Themenbereich des ISS

Aufarbeitungsstudie zum erzbischöflichen Studienseminar St. Michael, Traunstein

Forschung und Öffentlichkeitsarbeit zu Gewaltvorwürfen gegen Jungen in den 60er - 80er Jahren

Wo feste Hierarchien herrschen, ist die Gefahr des Machtmissbrauchs besonders groß. Auch deshalb sind in den letzten Jahren Institutionen wie die Kirche vermehrt in den Fokus gesellschaftlicher Debatten gerückt, wenn es um Gewalt gegen Kinder und Jugendliche geht. Betroffene finden oft erst im Erwachsenenalter ihre Stimme, um über das Erlebte zu sprechen. Ein wichtiger Schritt im eigenen Umgang damit kann Aufarbeitung sein. Das bedeutet einerseits, Raum für Geschichten Betroffener zu schaffen und sie in die Öffentlichkeit zu tragen. Andererseits meint dies den systematischen Blick auf die Umstände, die Machtmissbrauch begünstigt oder sogar zugelassen haben.

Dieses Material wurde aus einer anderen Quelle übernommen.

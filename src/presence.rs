//! Tracking of currently-inserted cards
//!
//! Pairs a removal event with the alias resolved at insertion time. The
//! transport does not guarantee a stable per-card handle across insert and
//! remove, so the (reader, ATR) pair is only a provisional key; when a
//! removal does not match any tracked signature the tracker falls back to
//! the record of the card most recently inserted on the same reader. That
//! fallback is approximate pairing, not exact: on rapid multi-card swaps it
//! can misattribute the alias.

use std::collections::HashMap;

/// Provisional identity of an inserted card: reader name plus the ATR
/// observed at insertion
#[derive(Debug, Clone, PartialEq, Eq, Hash)]
pub struct CardSignature {
    /// Reader name
    pub reader: String,
    /// Answer-to-reset byte sequence
    pub atr: Vec<u8>,
}

impl CardSignature {
    /// Create a signature
    pub fn new(reader: impl Into<String>, atr: impl Into<Vec<u8>>) -> Self {
        Self {
            reader: reader.into(),
            atr: atr.into(),
        }
    }
}

/// Snapshot taken when an insertion was resolved
#[derive(Debug, Clone, PartialEq, Eq)]
pub struct PresenceRecord {
    /// UID read at insertion, if the card was readable
    pub uid: Option<String>,
    /// Alias resolved at insertion
    pub alias: String,
}

/// Outcome of pairing a removal event with a tracked insertion
#[derive(Debug, Clone, PartialEq, Eq)]
pub enum Removal {
    /// The removal matched a tracked signature exactly
    Exact(PresenceRecord),
    /// No exact match; this is the record of the card most recently inserted
    /// on the same reader
    Fallback(PresenceRecord),
    /// Nothing tracked for this reader at all
    Unknown,
}

/// Set of currently-inserted cards, keyed by card signature
#[derive(Debug, Clone, Default)]
pub struct PresenceTracker {
    /// Records for exactly-tracked signatures
    records: HashMap<CardSignature, PresenceRecord>,
    /// Last record inserted per reader. Deliberately left in place after
    /// removals as a stale fallback.
    last_by_reader: HashMap<String, PresenceRecord>,
}

impl PresenceTracker {
    /// Create an empty tracker
    pub fn new() -> Self {
        Self::default()
    }

    /// Record a resolved insertion
    pub fn record_insertion(&mut self, signature: CardSignature, record: PresenceRecord) {
        self.last_by_reader
            .insert(signature.reader.clone(), record.clone());
        self.records.insert(signature, record);
    }

    /// Pair a removal event with a tracked insertion
    ///
    /// An exact signature match removes and returns the record. Otherwise
    /// the per-reader fallback record is cloned and left in place.
    pub fn resolve_removal(&mut self, signature: &CardSignature) -> Removal {
        if let Some(record) = self.records.remove(signature) {
            return Removal::Exact(record);
        }

        match self.last_by_reader.get(&signature.reader) {
            Some(record) => Removal::Fallback(record.clone()),
            None => Removal::Unknown,
        }
    }

    /// Number of exactly-tracked cards
    pub fn tracked(&self) -> usize {
        self.records.len()
    }
}

#[cfg(test)]
mod tests {
    use super::*;

    fn record(uid: &str, alias: &str) -> PresenceRecord {
        PresenceRecord {
            uid: Some(uid.to_owned()),
            alias: alias.to_owned(),
        }
    }

    #[test]
    fn exact_removal_returns_insertion_snapshot() {
        let mut tracker = PresenceTracker::new();
        let sig = CardSignature::new("ACR122U", vec![0x3B, 0x81]);

        tracker.record_insertion(sig.clone(), record("04A1B2C3", "Badge7"));

        assert_eq!(
            tracker.resolve_removal(&sig),
            Removal::Exact(record("04A1B2C3", "Badge7"))
        );
        assert_eq!(tracker.tracked(), 0);
    }

    #[test]
    fn unmatched_removal_falls_back_to_last_inserted_on_reader() {
        let mut tracker = PresenceTracker::new();
        tracker.record_insertion(
            CardSignature::new("ACR122U", vec![0x01]),
            record("AAAA", "First"),
        );
        tracker.record_insertion(
            CardSignature::new("ACR122U", vec![0x02]),
            record("BBBB", "Second"),
        );

        // Transport lost the signature on removal
        let unmatched = CardSignature::new("ACR122U", Vec::new());
        assert_eq!(
            tracker.resolve_removal(&unmatched),
            Removal::Fallback(record("BBBB", "Second"))
        );
    }

    #[test]
    fn fallback_record_is_left_in_place() {
        let mut tracker = PresenceTracker::new();
        tracker.record_insertion(
            CardSignature::new("ACR122U", vec![0x01]),
            record("AAAA", "First"),
        );

        let unmatched = CardSignature::new("ACR122U", Vec::new());
        assert_eq!(
            tracker.resolve_removal(&unmatched),
            Removal::Fallback(record("AAAA", "First"))
        );
        // Stale fallback survives, a second unmatched removal pairs again
        assert_eq!(
            tracker.resolve_removal(&unmatched),
            Removal::Fallback(record("AAAA", "First"))
        );
    }

    #[test]
    fn removal_on_untracked_reader_is_unknown() {
        let mut tracker = PresenceTracker::new();
        tracker.record_insertion(
            CardSignature::new("ACR122U", vec![0x01]),
            record("AAAA", "First"),
        );

        let other_reader = CardSignature::new("OMNIKEY", vec![0x01]);
        assert_eq!(tracker.resolve_removal(&other_reader), Removal::Unknown);
    }

    #[test]
    fn per_reader_fallbacks_are_independent() {
        let mut tracker = PresenceTracker::new();
        tracker.record_insertion(
            CardSignature::new("ACR122U", vec![0x01]),
            record("AAAA", "Left"),
        );
        tracker.record_insertion(
            CardSignature::new("OMNIKEY", vec![0x02]),
            record("BBBB", "Right"),
        );

        assert_eq!(
            tracker.resolve_removal(&CardSignature::new("OMNIKEY", Vec::new())),
            Removal::Fallback(record("BBBB", "Right"))
        );
        assert_eq!(
            tracker.resolve_removal(&CardSignature::new("ACR122U", Vec::new())),
            Removal::Fallback(record("AAAA", "Left"))
        );
    }
}
//! Condition document sink
//!
//! Writes a resolved alias into the `<value>` element of an external XML
//! condition document and stamps the enclosing `<condition>` element with
//! `id` and `tstamp` attributes. Writes are suppressed while the value is
//! unchanged; the suppression cache lives in process memory only, so a
//! manual edit of the document between writes is not detected, and the
//! first write after process start is always emitted.

use quick_xml::Reader;
use quick_xml::Writer;
use quick_xml::events::{BytesEnd, BytesStart, BytesText, Event};
use std::fs;
use std::io::Write as _;
use std::path::{Path, PathBuf};
use std::time::{SystemTime, UNIX_EPOCH};

use crate::error::{Error, Result};

/// Default value of the `id` attribute stamped onto `<condition>`
pub const DEFAULT_CONDITION_ID: &str = "4";

/// Single-field sink into an external condition document
#[derive(Debug, Clone)]
pub struct ConditionSink {
    /// Document path
    path: PathBuf,
    /// Value stamped into the `id` attribute
    id: String,
    /// Last value physically written. Starts unset so the first write is
    /// always emitted regardless of the document's current content.
    last_written: Option<String>,
}

impl ConditionSink {
    /// Create a sink for the document at `path`
    pub fn new(path: impl Into<PathBuf>) -> Self {
        Self {
            path: path.into(),
            id: DEFAULT_CONDITION_ID.to_owned(),
            last_written: None,
        }
    }

    /// Set the `id` attribute value
    pub fn with_id(mut self, id: impl Into<String>) -> Self {
        self.id = id.into();
        self
    }

    /// Document path
    pub fn path(&self) -> &Path {
        &self.path
    }

    /// Write `text` into the document's `<value>` element
    ///
    /// Returns `Ok(false)` without touching the document when `text` equals
    /// the last value written by this sink instance. On a physical write the
    /// `<condition>` element gains/updates its `id` and `tstamp` (Unix epoch
    /// seconds) attributes and the document is atomically replaced.
    pub fn write_value(&mut self, text: &str) -> Result<bool> {
        if self.last_written.as_deref() == Some(text) {
            return Ok(false);
        }

        let tstamp = SystemTime::now()
            .duration_since(UNIX_EPOCH)
            .map(|d| d.as_secs())
            .unwrap_or_default();

        let input = fs::read_to_string(&self.path)?;
        let output = patch_document(&input, text, &self.id, tstamp)?;

        // Write-to-temp plus rename so the downstream consumer never sees a
        // half-written document
        let dir = self.path.parent().filter(|p| !p.as_os_str().is_empty());
        let mut tmp = tempfile::NamedTempFile::new_in(dir.unwrap_or(Path::new(".")))?;
        tmp.write_all(&output)?;
        tmp.persist(&self.path).map_err(|e| Error::Io(e.error))?;

        self.last_written = Some(text.to_owned());
        Ok(true)
    }
}

/// Rewrite the document, patching the first `<condition>` element found at
/// any depth
fn patch_document(input: &str, text: &str, id: &str, tstamp: u64) -> Result<Vec<u8>> {
    let mut reader = Reader::from_str(input);
    let mut writer = Writer::new(Vec::new());

    // Depth inside the first <condition>; zero once it has closed
    let mut condition_depth = 0usize;
    let mut condition_seen = false;
    let mut value_patched = false;

    loop {
        match reader.read_event()? {
            Event::Start(e) if !condition_seen && e.local_name().as_ref() == b"condition" => {
                writer.write_event(Event::Start(stamp_condition(&e, id, tstamp)))?;
                condition_seen = true;
                condition_depth = 1;
            }
            Event::Empty(e) if !condition_seen && e.local_name().as_ref() == b"condition" => {
                // A childless <condition/> can hold no <value>
                return Err(Error::MissingValue);
            }
            Event::Start(e)
                if condition_depth > 0
                    && !value_patched
                    && e.local_name().as_ref() == b"value" =>
            {
                let end = e.to_end().into_owned();
                writer.write_event(Event::Start(e.borrow()))?;
                writer.write_event(Event::Text(BytesText::new(text)))?;
                // Discard whatever the element held before
                reader.read_to_end(end.name())?;
                writer.write_event(Event::End(end))?;
                value_patched = true;
            }
            Event::Empty(e)
                if condition_depth > 0
                    && !value_patched
                    && e.local_name().as_ref() == b"value" =>
            {
                let end = e.to_end().into_owned();
                writer.write_event(Event::Start(e.borrow()))?;
                writer.write_event(Event::Text(BytesText::new(text)))?;
                writer.write_event(Event::End(end))?;
                value_patched = true;
            }
            Event::Start(e) => {
                if condition_depth > 0 {
                    condition_depth += 1;
                }
                writer.write_event(Event::Start(e))?;
            }
            Event::End(e) => {
                if condition_depth > 0 {
                    condition_depth -= 1;
                    if condition_depth == 0 && !value_patched {
                        return Err(Error::MissingValue);
                    }
                }
                writer.write_event(Event::End(e))?;
            }
            Event::Eof => break,
            event => writer.write_event(event)?,
        }
    }

    if !condition_seen {
        return Err(Error::MissingCondition);
    }

    Ok(writer.into_inner())
}

/// Rebuild a `<condition>` start tag with `id` and `tstamp` set, preserving
/// its name and any other attributes
fn stamp_condition(start: &BytesStart<'_>, id: &str, tstamp: u64) -> BytesStart<'static> {
    let name = String::from_utf8_lossy(start.name().as_ref()).into_owned();
    let mut stamped = BytesStart::new(name);

    for attr in start.attributes().flatten() {
        if attr.key.as_ref() != b"id" && attr.key.as_ref() != b"tstamp" {
            stamped.push_attribute(attr);
        }
    }

    stamped.push_attribute(("id", id));
    stamped.push_attribute(("tstamp", tstamp.to_string().as_str()));
    stamped
}
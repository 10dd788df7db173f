//! Configuration options for the watcher

use std::path::PathBuf;

use crate::resolver::ResolvePolicy;
use crate::sink::DEFAULT_CONDITION_ID;

/// Default condition document path on Windows hosts.
pub const WINDOWS_CONDITION_PATH: &str = "C:/admira/conditions/biomax.xml";

/// Default condition document path on Unix-family hosts.
pub const UNIX_CONDITION_PATH: &str = "/opt/Admira/share/conditions/biomax.xml";

/// Default alias store file, relative to the working directory.
pub const DEFAULT_ALIAS_PATH: &str = "aliases.json";

/// Platform default for the condition document location.
pub fn default_condition_path() -> PathBuf {
    if cfg!(windows) {
        PathBuf::from(WINDOWS_CONDITION_PATH)
    } else {
        PathBuf::from(UNIX_CONDITION_PATH)
    }
}

/// Configuration options for a watch session
#[derive(Debug, Clone)]
pub struct Config {
    /// Path to the JSON alias store
    pub alias_path: PathBuf,

    /// Path to the condition XML document
    pub condition_path: PathBuf,

    /// Value written to the `id` attribute of `<condition>`
    pub condition_id: String,

    /// Policy applied to UIDs with no stored alias
    pub policy: ResolvePolicy,
}

impl Default for Config {
    fn default() -> Self {
        Self {
            alias_path: PathBuf::from(DEFAULT_ALIAS_PATH),
            condition_path: default_condition_path(),
            condition_id: DEFAULT_CONDITION_ID.to_owned(),
            policy: ResolvePolicy::default(),
        }
    }
}

impl Config {
    /// Create a new default configuration
    pub fn new() -> Self {
        Self::default()
    }

    /// Set the alias store path
    pub fn with_alias_path(mut self, path: impl Into<PathBuf>) -> Self {
        self.alias_path = path.into();
        self
    }

    /// Set the condition document path
    pub fn with_condition_path(mut self, path: impl Into<PathBuf>) -> Self {
        self.condition_path = path.into();
        self
    }

    /// Set the condition id attribute value
    pub fn with_condition_id(mut self, id: impl Into<String>) -> Self {
        self.condition_id = id.into();
        self
    }

    /// Set the alias resolution policy
    pub const fn with_policy(mut self, policy: ResolvePolicy) -> Self {
        self.policy = policy;
        self
    }
}
//! Channel-based delivery of card event batches
//!
//! The monitor delivers each status change as one batch. The watcher relies
//! on batch boundaries to process insertions before removals.

use crate::event::CardEvent;
use crossbeam_channel::{Receiver, Sender, unbounded};

/// One batch of card events, as observed in a single status change
pub type EventBatch = Vec<CardEvent>;

/// Sender for card event batches
pub type BatchSender = Sender<EventBatch>;
/// Receiver for card event batches
pub type BatchReceiver = Receiver<EventBatch>;

/// Create an unbounded channel for card event batches
pub fn batch_channel() -> (BatchSender, BatchReceiver) {
    unbounded()
}
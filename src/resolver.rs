//! Alias resolution policies
//!
//! One tagged policy selected at construction rather than separate resolver
//! implementations. All policies resolve known UIDs identically; they differ
//! only in how an unknown UID is handled.

use std::io::{self, BufRead, Write};
use std::path::PathBuf;
use tracing::{info, warn};

use crate::store::AliasStore;

/// Marker substituted when no alias is known for a UID
pub const UNKNOWN_ALIAS: &str = "unknown";

/// Policy applied to UIDs with no stored alias
#[derive(Debug, Clone, Copy, Default, PartialEq, Eq)]
pub enum ResolvePolicy {
    /// Unknown UIDs map to the [`UNKNOWN_ALIAS`] marker; a notice is logged
    #[default]
    ReadOnly,
    /// Unknown UIDs trigger a blocking prompt for a name, which is persisted
    /// immediately. The prompt deliberately suspends the whole event loop.
    InteractiveRegister,
    /// Like [`ReadOnly`](Self::ReadOnly) but without the notice
    SilentDefault,
}

/// Maps UIDs to aliases, consulting and (under some policies) mutating the
/// alias store
#[derive(Debug)]
pub struct AliasResolver {
    policy: ResolvePolicy,
    /// Where registrations are persisted
    store_path: PathBuf,
}

impl AliasResolver {
    /// Create a resolver with the given policy
    pub const fn new(policy: ResolvePolicy, store_path: PathBuf) -> Self {
        Self { policy, store_path }
    }

    /// The policy this resolver applies to unknown UIDs
    pub const fn policy(&self) -> ResolvePolicy {
        self.policy
    }

    /// Resolve a UID to an alias
    pub fn resolve(&self, store: &mut AliasStore, uid: &str) -> String {
        if let Some(alias) = store.resolve(uid) {
            return alias.to_owned();
        }

        match self.policy {
            ResolvePolicy::ReadOnly => {
                info!(uid = %uid, "new UID with no stored alias");
                UNKNOWN_ALIAS.to_owned()
            }
            ResolvePolicy::SilentDefault => UNKNOWN_ALIAS.to_owned(),
            ResolvePolicy::InteractiveRegister => {
                self.register(store, uid, &mut io::stdin().lock())
            }
        }
    }

    /// Prompt for a name and persist the new binding. Empty or whitespace
    /// input declines the registration; the store is untouched.
    fn register(&self, store: &mut AliasStore, uid: &str, input: &mut impl BufRead) -> String {
        let Some(alias) = prompt(input, &format!("New card {uid}. Enter a name (empty to skip): "))
        else {
            return UNKNOWN_ALIAS.to_owned();
        };

        store.insert(uid, alias.clone());
        if let Err(e) = store.save(&self.store_path) {
            warn!(error = %e, path = %self.store_path.display(), "could not persist alias store");
        }

        alias
    }
}

/// Read one trimmed line from `input`; empty input is `None`
fn prompt(input: &mut impl BufRead, message: &str) -> Option<String> {
    print!("{message}");
    io::stdout().flush().ok()?;

    let mut line = String::new();
    input.read_line(&mut line).ok()?;

    let line = line.trim();
    (!line.is_empty()).then(|| line.to_owned())
}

Diesem Prozess widmet sich auch das erzbischöfliche Studienseminar St. Michael in Traunstein (Oberbayern). Konkret geht es um Vorwürfe körperlicher, psychischer, spiritueller und vereinzelt sexualisierter Gewalt in den 60er, 70er und 80er-Jahren. Ausgeübt wurde sie vermutlich durch kirchliche und nichtkirchliche Angestellte gegen die im Seminar untergebrachten Jungen. Im Jahr 2020 konnte einer der Betroffenen das Schweigen brechen und wandte sich mit seiner Geschichte in einem Zeitungsartikel an die Öffentlichkeit. Dieser Schritt brachte den Aufarbeitungsprozess erst ins Rollen. Die Leitung des Studienseminars lud Betroffene zu einem Gesprächsabend im Sommer 2020 ein, u. a. mit der Anfrage an die Gruppe, welche Wege der Aufarbeitung diese wünsche.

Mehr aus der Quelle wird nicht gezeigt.